Oxygen sensing and conducted vasomotor responses in mouse cremaster arterioles in situ

Abstract

This study examines mechanisms by which changes in tissue oxygen tension elicit vasomotor responses and whether localized changes in oxygen tension initiates conducted vasomotor responses in mouse cremaster arterioles. Intravital microscopy was used to visualize the mouse cremaster microcirculation. The cremaster was superfused with Krebs' solution with different oxygen tensions, and a gas exchange chamber was used to induce localized changes in oxygen tension. In arterioles where red blood cells were removed by buffer perfusion, arterioles responded with same magnitudes of vasodilatation (DeltaD = 16.0 +/- 4.9 microm) when changing from high (PO(2) = 242.5 +/- 13.3 mm Hg) to low (PO(2) = 22.5 +/- 4.8 mm Hg) oxygen tension as seen in the intact cremaster circulation (DeltaD = 18.7 +/- 1.0 microm). Blockade of NO synthases by L: -NAME and adenosine receptors by DPCPX had no effects on vasomotor responses to low or high oxygen. Induction of localized low (PO(2) = 23.3 +/- 5.7 mmHg) or high (PO(2) = 300.0 +/- 25.7 mm Hg) oxygen tension caused vasodilatation or -constriction locally and at a site 1,000 microm upstream (distantly).

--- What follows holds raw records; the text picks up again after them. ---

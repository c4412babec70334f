//! Puncturing of the mother convolutional code and depuncturing with erasure fill

use itertools::Itertools;

use crate::{Error, ERASURE};

/// Trailing erasure padding that lets the Viterbi decoder flush its trellis
pub const DECODER_FLUSH_PAD: usize = 16;

/// Offsets kept within each 8-bit mother-code group at rate 2/3 (EN 300 396-2, 8.2.3.3)
const RATE_2_3_OFFSETS: [usize; 3] = [1, 2, 5];

/// Mapping from punctured (type-3) positions to mother-code (type-2) positions
///
/// Positions of the unpunctured codeword not present in the mapping carry no transmitted bit and
/// are filled with erasures on the receive path.
#[derive(Clone, Eq, PartialEq, Debug)]
pub struct PuncturingPattern {
    /// Length of the unpunctured mother-code codeword
    unpunctured_len: usize,
    /// Mother-code position for each punctured position
    target_indices: Vec<usize>,
}

impl PuncturingPattern {
    /// Returns the puncturing pattern for a given punctured length and code rate.
    ///
    /// # Parameters
    ///
    /// - `punctured_len`: Number of punctured (transmitted) bits, `K3`.
    ///
    /// - `rate_num`, `rate_den`: Code rate as a fraction. Only rate 2/3 is defined by the
    ///   standard's lower MAC.
    ///
    /// # Errors
    ///
    /// Returns an error if the rate is not 2/3, or if `punctured_len` does not map into the
    /// unpunctured codeword (it must be a multiple of 3).
    ///
    /// # Examples
    ///
    /// ```
    /// use tetra_lmac::PuncturingPattern;
    ///
    /// let pattern = PuncturingPattern::new(120, 2, 3)?;
    /// assert_eq!(pattern.unpunctured_len(), 320);
    /// # Ok::<(), Box<dyn std::error::Error>>(())
    /// ```
    pub fn new(punctured_len: usize, rate_num: u32, rate_den: u32) -> Result<Self, Error> {
        if (rate_num, rate_den) != (2, 3) {
            return Err(Error::Unsupported(format!(
                "Puncturing rate {rate_num}/{rate_den} is not defined by the standard (only 2/3)"
            )));
        }
        let k2 = punctured_len * 2 / 3;
        let unpunctured_len = 4 * k2;
        // 1-indexed positions j map to k = 8 * ((j-1) div 3) + P[j - 3 * ((j-1) div 3)], stored
        // 0-indexed
        let target_indices: Vec<usize> = (1 ..= punctured_len)
            .map(|j| {
                let group = (j - 1) / 3;
                8 * group + RATE_2_3_OFFSETS[j - 3 * group - 1] - 1
            })
            .collect();
        if !target_indices.iter().all_unique()
            || target_indices.iter().any(|&k| k >= unpunctured_len)
        {
            return Err(Error::InvalidInput(format!(
                "Punctured length {punctured_len} does not map into {unpunctured_len} \
                 mother-code bits"
            )));
        }
        Ok(Self {
            unpunctured_len,
            target_indices,
        })
    }

    /// Returns the punctured (transmitted) length.
    #[must_use]
    pub fn len(&self) -> usize {
        self.target_indices.len()
    }

    /// Returns `true` if the pattern is empty.
    #[must_use]
    pub fn is_empty(&self) -> bool {
        self.target_indices.is_empty()
    }

    /// Returns the length of the unpunctured mother-code codeword.
    #[must_use]
    pub fn unpunctured_len(&self) -> usize {
        self.unpunctured_len
    }

    /// Returns the length of a depunctured soft-bit block, flush padding included.
    #[must_use]
    pub fn depunctured_len(&self) -> usize {
        self.unpunctured_len + DECODER_FLUSH_PAD
    }

    /// Scatters punctured soft bits onto their mother-code positions. Positions that carry no
    /// transmitted bit, and the trailing flush padding, are left as erasures.
    ///
    /// # Errors
    ///
    /// Returns an error if `softbits.len()` is not equal to `self.len()`.
    pub fn depuncture(&self, softbits: &[u8]) -> Result<Vec<u8>, Error> {
        if softbits.len() != self.target_indices.len() {
            return Err(Error::InvalidInput(format!(
                "Invalid punctured block length (expected {}, found {})",
                self.target_indices.len(),
                softbits.len()
            )));
        }
        let mut unpunctured = vec![ERASURE; self.depunctured_len()];
        for (&soft, &target) in softbits.iter().zip(&self.target_indices) {
            unpunctured[target] = soft;
        }
        Ok(unpunctured)
    }

    /// Gathers the transmitted subset of an unpunctured codeword (transmit path).
    ///
    /// # Errors
    ///
    /// Returns an error if `bits.len()` is not equal to `self.unpunctured_len()`.
    pub fn puncture<T: Copy>(&self, bits: &[T]) -> Result<Vec<T>, Error> {
        if bits.len() != self.unpunctured_len {
            return Err(Error::InvalidInput(format!(
                "Invalid unpunctured block length (expected {}, found {})",
                self.unpunctured_len,
                bits.len()
            )));
        }
        Ok(self.target_indices.iter().map(|&k| bits[k]).collect())
    }
}

#[cfg(test)]
mod tests_of_puncturing_pattern {
    use super::*;

    #[test]
    fn test_new() {
        // Only rate 2/3 is defined
        assert!(matches!(
            PuncturingPattern::new(120, 1, 2),
            Err(Error::Unsupported(_))
        ));
        assert!(matches!(
            PuncturingPattern::new(120, 1, 3),
            Err(Error::Unsupported(_))
        ));
        // Punctured length must map into the codeword
        assert!(PuncturingPattern::new(121, 2, 3).is_err());
        // Synchronization block geometry: K3 = 120, K2 = 80
        let pattern = PuncturingPattern::new(120, 2, 3).unwrap();
        assert_eq!(pattern.len(), 120);
        assert_eq!(pattern.unpunctured_len(), 320);
        assert_eq!(pattern.depunctured_len(), 336);
        assert_eq!(&pattern.target_indices[.. 8], [0, 1, 4, 8, 9, 12, 16, 17]);
        assert_eq!(*pattern.target_indices.iter().max().unwrap(), 316);
    }

    #[test]
    fn test_depuncture() {
        let pattern = PuncturingPattern::new(120, 2, 3).unwrap();
        // Length mismatch
        assert!(pattern.depuncture(&[0x00; 119]).is_err());
        // Unfilled positions stay erasures
        let softbits: Vec<u8> = (0 .. 120).map(|i| if i % 2 == 0 { 0x00 } else { 0xFF }).collect();
        let unpunctured = pattern.depuncture(&softbits).unwrap();
        assert_eq!(unpunctured.len(), 336);
        assert_eq!(unpunctured[0], 0x00);
        assert_eq!(unpunctured[1], 0xFF);
        // Position 2 is never targeted at rate 2/3
        assert_eq!(unpunctured[2], ERASURE);
        // Flush padding is all erasures
        assert!(unpunctured[320 ..].iter().all(|&s| s == ERASURE));
    }

    #[test]
    fn test_puncture() {
        let pattern = PuncturingPattern::new(120, 2, 3).unwrap();
        // Length mismatch
        assert!(pattern.puncture(&[0u8; 336]).is_err());
        // Scatter then gather recovers the punctured block exactly
        let softbits: Vec<u8> = (0 .. 120).map(|i| u8::try_from(i).unwrap()).collect();
        let unpunctured = pattern.depuncture(&softbits).unwrap();
        assert_eq!(
            pattern.puncture(&unpunctured[.. 320]).unwrap(),
            softbits
        );
    }
}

Glibenclamide blocker of ATP-sensitive K(+) channels inhibited vasodilatation and -constriction to low (PO(2) = 16.0 +/- 6.4 mm Hg) and high (PO(2) = 337.4 +/- 12.8 mm Hg) oxygen tension. 1) ATP-sensitive K(+) channels seem to mediate, at least in part, vasodilatation and vasoconstriction to low and high oxygen tension; 2) Red blood cells are not necessary for inducing vasodilatation and vasoconstriction to low or high oxygen tension; 3) localized changes in the oxygen tension cause vasomotor responses, which are conducted upstream along arterioles in mouse cremaster microcirculation.